### WORK ITEM
Show each line of the records below where the word "info" occurs.

··· GIVEN ENTRIES ···

//! Viewport lifecycle
//!
//! [`ViewportController`] ties the pieces together: it owns the output
//! surface, the scene, the render loop and the loader, and replays the whole
//! mount sequence whenever the host hands it a new configuration.
//!
//! Every configuration gets a new generation number. Loads carry the
//! generation they were issued for, and a completion whose generation is no
//! longer current is disposed without being installed. This is what makes
//! rapid config changes safe: the last configuration wins, regardless of the
//! order in which loads finish.

mod events;
mod loader;

pub use events::{ViewportEvent, ViewportStatus};
pub use loader::{LoadCompletion, LoadReply, LoadRequest, ModelLoader, ThreadedLoader, Waker};

use std::collections::VecDeque;
use std::sync::mpsc::{self, Receiver, Sender};

use mv_core::{Color, ViewportConfig, fit_tree};

use crate::config::RendererConfig;
use crate::render_loop::{RenderLoop, RenderLoopHandle};
use crate::scene::SceneState;
use crate::traits::RenderBackend;

/// Owns one viewport from mount to unmount.
pub struct ViewportController<B: RenderBackend, L: ModelLoader> {
    backend: Option<B>,
    loader: L,
    settings: RendererConfig,
    config: Option<ViewportConfig>,
    scene: Option<SceneState>,
    render_loop: RenderLoop,
    loop_handle: Option<RenderLoopHandle>,
    generation: u64,
    pending: Option<u64>,
    completions_tx: Sender<LoadCompletion>,
    completions_rx: Receiver<LoadCompletion>,
    events: VecDeque<ViewportEvent>,
    status: ViewportStatus,
}

impl<B: RenderBackend, L: ModelLoader> ViewportController<B, L> {
    pub fn new(loader: L, settings: RendererConfig) -> Self {
        let (completions_tx, completions_rx) = mpsc::channel();
        Self {
            backend: None,
            loader,
            settings,
            config: None,
            scene: None,
            render_loop: RenderLoop::new(),
            loop_handle: None,
            generation: 0,
            pending: None,
            completions_tx,
            completions_rx,
            events: VecDeque::new(),
            status: ViewportStatus::Unmounted,
        }
    }

    /// Takes ownership of `surface` and starts showing `config`.
    pub fn on_mount(&mut self, surface: B, config: ViewportConfig) {
        if self.backend.is_some() {
            tracing::warn!("Viewport mounted twice, releasing the previous surface");
            self.on_unmount();
        }
        let (width, height) = surface.size();
        tracing::info!("Viewport mounted on {} surface ({}x{})", surface.name(), width, height);
        self.backend = Some(surface);
        self.generation += 1;
        self.mount(config);
    }

    /// Replaces the configuration. Equivalent to unmount + mount on the same
    /// surface.
    pub fn on_config_change(&mut self, config: ViewportConfig) {
        if self.backend.is_none() {
            tracing::debug!("Config change ignored, viewport is not mounted");
            return;
        }
        self.generation += 1;
        self.teardown();
        self.mount(config);
    }

    /// Tears everything down and releases the surface.
    ///
    /// Returns the released surface so callers can inspect it.
    pub fn on_unmount(&mut self) -> Option<B> {
        self.generation += 1;
        self.teardown();
        self.config = None;
        self.status = ViewportStatus::Unmounted;

        let mut backend = self.backend.take()?;
        backend.release();
        tracing::info!("Viewport unmounted (generation {})", self.generation);
        Some(backend)
    }

    /// Resizes the surface and replays the mount sequence.
    pub fn on_resize(&mut self, width: u32, height: u32) {
        let Some(backend) = self.backend.as_mut() else {
            return;
        };
        if backend.size() == (width.max(1), height.max(1)) {
            return;
        }
        backend.resize(width, height);
        if let Some(config) = self.config.clone() {
            self.on_config_change(config);
        }
    }

    /// Applies interaction settings to the live scene and future ones.
    pub fn apply_settings(&mut self, settings: RendererConfig) {
        if let Some(scene) = self.scene.as_mut() {
            scene.controls_mut().apply_settings(&settings);
        }
        self.settings = settings;
    }

    /// Delivers finished loads. Returns how many completions were handled.
    pub fn poll(&mut self) -> usize {
        let mut handled = 0;
        while let Ok(completion) = self.completions_rx.try_recv() {
            self.handle_completion(completion);
            handled += 1;
        }
        handled
    }

    /// Runs one display-refresh tick. Returns true if a frame was rendered.
    pub fn frame(&mut self) -> bool {
        let (Some(backend), Some(scene)) = (self.backend.as_mut(), self.scene.as_mut()) else {
            return false;
        };
        self.render_loop.tick(|_| {
            scene.update();
            if let Err(e) = backend.render(&scene.frame_data()) {
                tracing::warn!("Frame skipped: {}", e);
            }
        })
    }

    /// Forwards a pointer drag in pixels to the orbit controls.
    pub fn orbit(&mut self, dx: f32, dy: f32) {
        if let Some(scene) = self.scene.as_mut() {
            let (_, height) = scene.size();
            scene
                .controls_mut()
                .rotate_by_pixels(dx, dy, height as f32);
        }
    }

    /// Forwards wheel notches to the orbit controls (positive moves closer).
    pub fn zoom(&mut self, notches: f32) {
        if let Some(scene) = self.scene.as_mut() {
            scene.controls_mut().wheel(notches);
        }
    }

    pub fn status(&self) -> ViewportStatus {
        self.status
    }

    pub fn generation(&self) -> u64 {
        self.generation
    }

    /// True while a load for the current generation is outstanding.
    pub fn is_loading(&self) -> bool {
        self.pending.is_some()
    }

    pub fn is_running(&self) -> bool {
        self.render_loop.is_running()
    }

    /// Observer for the current render loop, if one was started.
    pub fn loop_handle(&self) -> Option<RenderLoopHandle> {
        self.loop_handle.clone()
    }

    /// Takes every event queued since the last call.
    pub fn drain_events(&mut self) -> Vec<ViewportEvent> {
        self.events.drain(..).collect()
    }

    pub fn config(&self) -> Option<&ViewportConfig> {
        self.config.as_ref()
    }

    pub fn scene(&self) -> Option<&SceneState> {
        self.scene.as_ref()
    }

    pub fn backend(&self) -> Option<&B> {
        self.backend.as_ref()
    }

    pub fn backend_mut(&mut self) -> Option<&mut B> {
        self.backend.as_mut()
    }

    pub fn loader_mut(&mut self) -> &mut L {
        &mut self.loader
    }

    fn mount(&mut self, config: ViewportConfig) {
        let generation = self.generation;
        let background = config.background;

        if let Err(e) = config.validate() {
            tracing::warn!("Rejected viewport config (generation {}): {}", generation, e);
            self.clear_surface(background);
            self.status = ViewportStatus::Failed;
            self.events.push_back(ViewportEvent::ConfigRejected {
                generation,
                reason: e.to_string(),
            });
            self.config = Some(config);
            return;
        }

        let Ok(source) = config.require_model().cloned() else {
            tracing::debug!("No model for generation {}, rendering empty surface", generation);
            self.clear_surface(background);
            self.status = ViewportStatus::Empty;
            self.events.push_back(ViewportEvent::EmptyModel { generation });
            self.config = Some(config);
            return;
        };

        let Some(backend) = self.backend.as_ref() else {
            return;
        };
        let (width, height) = backend.size();
        self.scene = Some(SceneState::new(&config, &self.settings, width, height));
        self.render_loop = RenderLoop::new();
        self.clear_surface(background);

        tracing::debug!("Requesting '{}' for generation {}", source.name(), generation);
        self.pending = Some(generation);
        self.status = ViewportStatus::Loading;
        self.config = Some(config);
        self.loader.request(
            LoadRequest { generation, source },
            self.completions_tx.clone(),
        );
    }

    fn teardown(&mut self) {
        if self.render_loop.cancel() {
            tracing::debug!("Render loop stopped after {} ticks", self.render_loop.ticks());
        }
        self.loop_handle = None;
        self.pending = None;

        if let Some(mut scene) = self.scene.take() {
            match self.backend.as_mut() {
                Some(backend) => scene.teardown(backend),
                None => tracing::warn!("Scene torn down without a surface"),
            }
        }
    }

    fn handle_completion(&mut self, completion: LoadCompletion) {
        let LoadCompletion { generation, result } = completion;

        if generation != self.generation || self.pending != Some(generation) {
            if let Ok(tree) = result {
                tree.dispose();
            }
            tracing::debug!(
                "Discarded load for generation {} (current {})",
                generation,
                self.generation
            );
            self.events.push_back(ViewportEvent::StaleLoadDiscarded {
                generation,
                current: self.generation,
            });
            return;
        }
        self.pending = None;

        let tree = match result {
            Ok(tree) => tree,
            Err(e) => {
                self.fail(generation, e.reason());
                return;
            }
        };

        let (Some(backend), Some(scene), Some(config)) =
            (self.backend.as_mut(), self.scene.as_mut(), self.config.as_ref())
        else {
            tree.dispose();
            return;
        };

        let name = tree.name.clone();
        let camera = scene.camera();
        let fit = fit_tree(&tree, camera.fov_degrees, camera.view_axis());

        if let Err(e) = scene.install_model(backend, tree, &fit, generation) {
            self.fail(generation, e.to_string());
            return;
        }
        scene.apply_control_constraints(config);

        match self.render_loop.start() {
            Ok(handle) => self.loop_handle = Some(handle),
            Err(e) => tracing::warn!("Render loop not started: {}", e),
        }

        self.status = ViewportStatus::Ready;
        self.events.push_back(ViewportEvent::ModelInstalled {
            generation,
            name,
            distance: fit.distance,
            degenerate: fit.degenerate,
        });
    }

    fn fail(&mut self, generation: u64, reason: String) {
        tracing::warn!("Model load failed (generation {}): {}", generation, reason);
        if let Some(config) = self.config.as_ref() {
            let background = config.background;
            self.clear_surface(background);
        }
        self.status = ViewportStatus::Failed;
        self.events
            .push_back(ViewportEvent::LoadFailed { generation, reason });
    }

    fn clear_surface(&mut self, color: Color) {
        if let Some(backend) = self.backend.as_mut()
            && let Err(e) = backend.clear(color)
        {
            tracing::warn!("Failed to clear surface: {}", e);
        }
    }
}

impl<B: RenderBackend, L: ModelLoader> Drop for ViewportController<B, L> {
    fn drop(&mut self) {
        if self.backend.is_some() {
            self.on_unmount();
        }
    }
}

···

### RESULT OF THIS EXERCISE
        tracing::info!("Viewport mounted on {} surface ({}x{})", surface.name(), width, height);
        tracing::info!("Viewport unmounted (generation {})", self.generation);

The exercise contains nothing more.